What you need to do: Filter the records below down to lines containing "rosc".

Dataset excerpts:
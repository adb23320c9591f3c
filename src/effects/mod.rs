pub(crate) mod train;
pub(crate) mod travellingrainbow;
pub(crate) mod twinkle;

use eyre::eyre;
use eyre::Result;

use crate::strip::Strip;

/// An animation that runs to completion on the strip, showing and pacing
/// its own frames.
pub trait Effect {
    fn name(&self) -> &'static str;

    fn run(&mut self, strip: &mut Strip) -> Result<()>;
}

/// Number of hue steps spread over a trail. The full trail spans 160 of the
/// 256 hues so head and tail never wrap around to the same color.
const TRAIL_HUE_SPAN: i64 = 160;

/// Limits a trail length to `2..pixel_count`.
fn clamp_length(length: usize, pixel_count: usize) -> Result<usize> {
    if pixel_count < 3 {
        return Err(eyre!(
            "A strip of {} pixels is too short for a trail",
            pixel_count
        ));
    }

    let clamped = length.clamp(2, pixel_count - 1);
    if clamped != length {
        log::warn!(
            "Trail length {} does not fit a strip of {} pixels, using {}",
            length,
            pixel_count,
            clamped
        );
    }
    Ok(clamped)
}

fn hue_delta(length: usize) -> i64 {
    TRAIL_HUE_SPAN / (length as i64 - 1)
}
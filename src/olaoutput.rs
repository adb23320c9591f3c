use std::net::{SocketAddr, UdpSocket};

use eyre::eyre;
use eyre::Result;
use rosc::{encoder, OscMessage, OscPacket, OscType};

use crate::color::Rgb8;
use crate::output::{ColorOrder, Output};

const UNIVERSE_SIZE: usize = 512;

/// Sends frames as a DMX universe to OLA's OSC plugin.
pub struct OlaOutput {
    sock: UdpSocket,
    target_addr: SocketAddr,
    address: String,
    start_channel: usize,
    color_order: ColorOrder,
    buffer: Vec<u8>,
}

impl OlaOutput {
    pub fn new(
        target_addr: SocketAddr,
        universe: u16,
        start_channel: usize,
        color_order: ColorOrder,
        pixel_count: usize,
    ) -> Result<Self> {
        if start_channel + pixel_count * 3 > UNIVERSE_SIZE {
            return Err(eyre!(
                "{} pixels starting at channel {} do not fit into a DMX universe",
                pixel_count,
                start_channel
            ));
        }

        let our_addr = SocketAddr::from(([0, 0, 0, 0], 0));
        let sock = UdpSocket::bind(our_addr)?;

        Ok(OlaOutput {
            sock,
            target_addr,
            address: format!("/dmx/universe/{}", universe),
            start_channel,
            color_order,
            buffer: vec![0; UNIVERSE_SIZE],
        })
    }

    fn encode_frame(&mut self, frame: &[Rgb8]) -> Result<()> {
        if self.start_channel + frame.len() * 3 > UNIVERSE_SIZE {
            return Err(eyre!("Frame of {} pixels exceeds the universe", frame.len()));
        }

        for (i, pixel) in frame.iter().enumerate() {
            let channel = self.start_channel + i * 3;
            self.buffer[channel..channel + 3].copy_from_slice(&self.color_order.arrange(*pixel));
        }
        Ok(())
    }

    fn encode_packet(&self) -> Result<Vec<u8>> {
        encoder::encode(&OscPacket::Message(OscMessage {
            addr: self.address.clone(),
            args: vec![OscType::Blob(self.buffer.clone())],
        }))
        .map_err(|err| eyre!("Cannot encode OSC packet: {:?}", err))
    }
}

impl Output for OlaOutput {
    fn write(&mut self, frame: &[Rgb8]) -> Result<()> {
        self.encode_frame(frame)?;
        let msg_buf = self.encode_packet()?;
        self.sock.send_to(&msg_buf, self.target_addr)?;
        Ok(())
    }

    fn describe(&self) -> String {
        format!("OLA at {} ({})", self.target_addr, self.address)
    }
}

#[cfg(test)]
mod tests {
    use palette::Srgb;
    use rosc::decoder;

    use super::*;

    fn local_output(start_channel: usize, color_order: ColorOrder) -> (OlaOutput, UdpSocket) {
        let receiver = UdpSocket::bind("127.0.0.1:0").unwrap();
        let output = OlaOutput::new(
            receiver.local_addr().unwrap(),
            3,
            start_channel,
            color_order,
            2,
        )
        .unwrap();
        (output, receiver)
    }

    #[test]
    fn rejects_oversized_strips() {
        let target = SocketAddr::from(([127, 0, 0, 1], 7770));
        assert!(OlaOutput::new(target, 0, 0, ColorOrder::Grb, 171).is_err());
        assert!(OlaOutput::new(target, 0, 10, ColorOrder::Grb, 170).is_err());
        assert!(OlaOutput::new(target, 0, 0, ColorOrder::Grb, 170).is_ok());
    }

    #[test]
    fn sends_universe_blob_in_color_order() {
        let (mut output, receiver) = local_output(4, ColorOrder::Grb);
        let frame = [Srgb::new(10u8, 20, 30), Srgb::new(40, 50, 60)];
        output.write(&frame).unwrap();

        let mut buf = [0u8; decoder::MTU];
        let (size, _) = receiver.recv_from(&mut buf).unwrap();
        let packet = decoder::decode(&buf[..size]).unwrap();

        let msg = match packet {
            OscPacket::Message(msg) => msg,
            OscPacket::Bundle(bundle) => panic!("Unexpected bundle {:?}", bundle),
        };
        assert_eq!(msg.addr, "/dmx/universe/3");

        let blob = match &msg.args[..] {
            [OscType::Blob(blob)] => blob.clone(),
            args => panic!("Unexpected arguments {:?}", args),
        };
        assert_eq!(blob.len(), UNIVERSE_SIZE);
        assert_eq!(&blob[..4], &[0, 0, 0, 0]);
        assert_eq!(&blob[4..10], &[20, 10, 30, 50, 40, 60]);
        assert!(blob[10..].iter().all(|v| *v == 0));
    }
}
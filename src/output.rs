use std::io::{self, Stdout, Write};

use eyre::Result;
use serde::Deserialize;

use crate::color::Rgb8;

/// Something that puts a rendered frame onto LEDs. Frames arrive with
/// brightness and color correction already applied.
pub trait Output {
    fn write(&mut self, frame: &[Rgb8]) -> Result<()>;

    fn describe(&self) -> String;
}

/// Wire order of the three color channels, e.g. GRB for WS2812B strips.
#[derive(Clone, Copy, Debug, Default, Deserialize, PartialEq, Eq)]
#[serde(rename_all = "lowercase")]
pub enum ColorOrder {
    Rgb,
    Rbg,
    #[default]
    Grb,
    Gbr,
    Brg,
    Bgr,
}

impl ColorOrder {
    pub fn arrange(self, color: Rgb8) -> [u8; 3] {
        let (r, g, b) = (color.red, color.green, color.blue);
        match self {
            ColorOrder::Rgb => [r, g, b],
            ColorOrder::Rbg => [r, b, g],
            ColorOrder::Grb => [g, r, b],
            ColorOrder::Gbr => [g, b, r],
            ColorOrder::Brg => [b, r, g],
            ColorOrder::Bgr => [b, g, r],
        }
    }
}

/// Draws the strip as a single line of truecolor blocks, redrawn in place.
pub struct TerminalOutput {
    stdout: Stdout,
}

impl TerminalOutput {
    pub fn new() -> TerminalOutput {
        TerminalOutput {
            stdout: io::stdout(),
        }
    }
}

impl Output for TerminalOutput {
    fn write(&mut self, frame: &[Rgb8]) -> Result<()> {
        let mut line = String::with_capacity(frame.len() * 24 + 8);
        line.push('\r');
        for pixel in frame {
            line.push_str(&format!(
                "\x1b[38;2;{};{};{}m\u{2588}",
                pixel.red, pixel.green, pixel.blue
            ));
        }
        line.push_str("\x1b[0m");

        let mut stdout = self.stdout.lock();
        stdout.write_all(line.as_bytes())?;
        stdout.flush()?;
        Ok(())
    }

    fn describe(&self) -> String {
        "terminal preview".to_string()
    }
}
use eyre::Result;

use crate::color::{self, Hsv8, BLACK};
use crate::effects::{clamp_length, hue_delta, Effect};
use crate::strip::Strip;

#[derive(Clone, Debug)]
pub struct RainbowParams {
    pub length: usize,
    pub brightness: u8,
    pub loops: u32,
    pub frame_delay_ms: u64,
}

/// Grows a rainbow over the strip, lets it run for a while and then drives it
/// off the far end.
pub struct TravellingRainbow {
    params: RainbowParams,
}

impl TravellingRainbow {
    pub fn new(params: RainbowParams) -> TravellingRainbow {
        TravellingRainbow { params }
    }

    fn grow(&self, strip: &mut Strip, length: i64, delta: i64) -> Result<()> {
        let head_color = Hsv8::new(0, 255, 255).to_rgb();
        let step = (delta as u8).wrapping_neg();

        for head in 0..strip.len() as i64 {
            strip.set(head as usize, head_color)?;

            // Everything behind the previous head position
            if head > 1 {
                let start_hue = color::hue_offset(160, length - head, -delta);
                strip.fill_rainbow(head as usize - 1, start_hue, step);
            }
            strip.present(self.params.frame_delay_ms)?;
        }
        Ok(())
    }

    /// Hue to continue from, recovered from whatever the first pixel shows.
    /// The conversion back from RGB is approximate, which is accepted here.
    fn anchor_hue(strip: &Strip) -> u8 {
        let first = strip.get(0).unwrap_or(BLACK);
        Hsv8::from_rgb_approximate(first).hue.wrapping_sub(1)
    }

    fn hold(&self, strip: &mut Strip, delta: i64) -> Result<()> {
        let step = (delta as u8).wrapping_neg();
        let mut hue = Self::anchor_hue(strip);

        for _ in 0..self.params.loops {
            strip.fill_rainbow(strip.len(), hue, step);
            strip.present(self.params.frame_delay_ms)?;
            hue = hue.wrapping_add(delta as u8);
        }
        Ok(())
    }

    fn collapse(&self, strip: &mut Strip, delta: i64) -> Result<()> {
        let step = (delta as u8).wrapping_neg();
        let mut hue = Self::anchor_hue(strip);

        for dark in 1..=strip.len() {
            strip.fill_rainbow(strip.len(), hue, step);
            strip.fill_solid(dark, BLACK);
            strip.present(self.params.frame_delay_ms)?;
            hue = hue.wrapping_add(delta as u8);
        }
        Ok(())
    }
}

impl Effect for TravellingRainbow {
    fn name(&self) -> &'static str {
        "travelling rainbow"
    }

    fn run(&mut self, strip: &mut Strip) -> Result<()> {
        let length = clamp_length(self.params.length, strip.len())?;
        let delta = hue_delta(length);
        strip.set_brightness(self.params.brightness);

        self.grow(strip, length as i64, delta)?;
        self.hold(strip, delta)?;
        self.collapse(strip, delta)
    }
}

#[cfg(test)]
mod tests {
    use super::*;
    use crate::color::Rgb8;
    use crate::strip::testing::test_strip;

    fn params(length: usize, loops: u32) -> RainbowParams {
        RainbowParams {
            length,
            brightness: 255,
            loops,
            frame_delay_ms: 15,
        }
    }

    fn hue(pixel: Rgb8) -> u8 {
        Hsv8::from_rgb_approximate(pixel).hue
    }

    #[test]
    fn collapse_leaves_strip_black() {
        let (mut strip, output, _) = test_strip(10);
        TravellingRainbow::new(params(3, 1)).run(&mut strip).unwrap();

        assert!(strip.pixels().iter().all(|p| *p == BLACK));
        assert_eq!(output.frame_count(), 10 + 1 + 10);
    }

    #[test]
    fn growth_lights_up_to_the_head() {
        let (mut strip, output, _) = test_strip(10);
        TravellingRainbow::new(params(3, 0)).run(&mut strip).unwrap();

        let frames = output.frames();
        for (head, frame) in frames.iter().take(10).enumerate() {
            assert!(frame[..=head].iter().all(|p| *p != BLACK), "head {}", head);
            assert!(frame[head + 1..].iter().all(|p| *p == BLACK), "head {}", head);
            assert_eq!(hue(frame[head]), 0);
        }
    }

    #[test]
    fn hold_cycles_the_whole_strip() {
        let (mut strip, output, _) = test_strip(10);
        TravellingRainbow::new(params(3, 4)).run(&mut strip).unwrap();

        let frames = output.frames();
        let grown = &frames[9];
        let held = &frames[10..14];
        for frame in held {
            assert!(frame.iter().all(|p| *p != BLACK));
        }

        // The hold phase picks up one hue step below where growth left pixel 0
        let anchor = hue(grown[0]).wrapping_sub(1);
        assert!(color::hue_distance(hue(held[0][0]), anchor) <= 3);

        // Each frame moves the pattern by one hue delta (80 for a length of 3)
        for pair in held.windows(2) {
            let advanced = hue(pair[0][0]).wrapping_add(80);
            assert!(color::hue_distance(hue(pair[1][0]), advanced) <= 3);
        }
        // Within a frame hue steps backwards along the strip
        let expected = hue(held[0][0]).wrapping_sub(80);
        assert!(color::hue_distance(hue(held[0][1]), expected) <= 3);
    }

    #[test]
    fn collapse_darkens_from_the_start() {
        let (mut strip, output, _) = test_strip(10);
        TravellingRainbow::new(params(3, 0)).run(&mut strip).unwrap();

        let frames = output.frames();
        for (dark, frame) in frames[10..].iter().enumerate() {
            let dark = dark + 1;
            assert!(frame[..dark].iter().all(|p| *p == BLACK));
            assert!(frame[dark..].iter().all(|p| *p != BLACK));
        }
    }

    #[test]
    fn rejects_tiny_strips() {
        let (mut strip, _, _) = test_strip(2);
        assert!(TravellingRainbow::new(params(3, 1)).run(&mut strip).is_err());
    }
}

Answer to the exercise:
use rosc::{encoder, OscMessage, OscPacket, OscType};
    use rosc::decoder;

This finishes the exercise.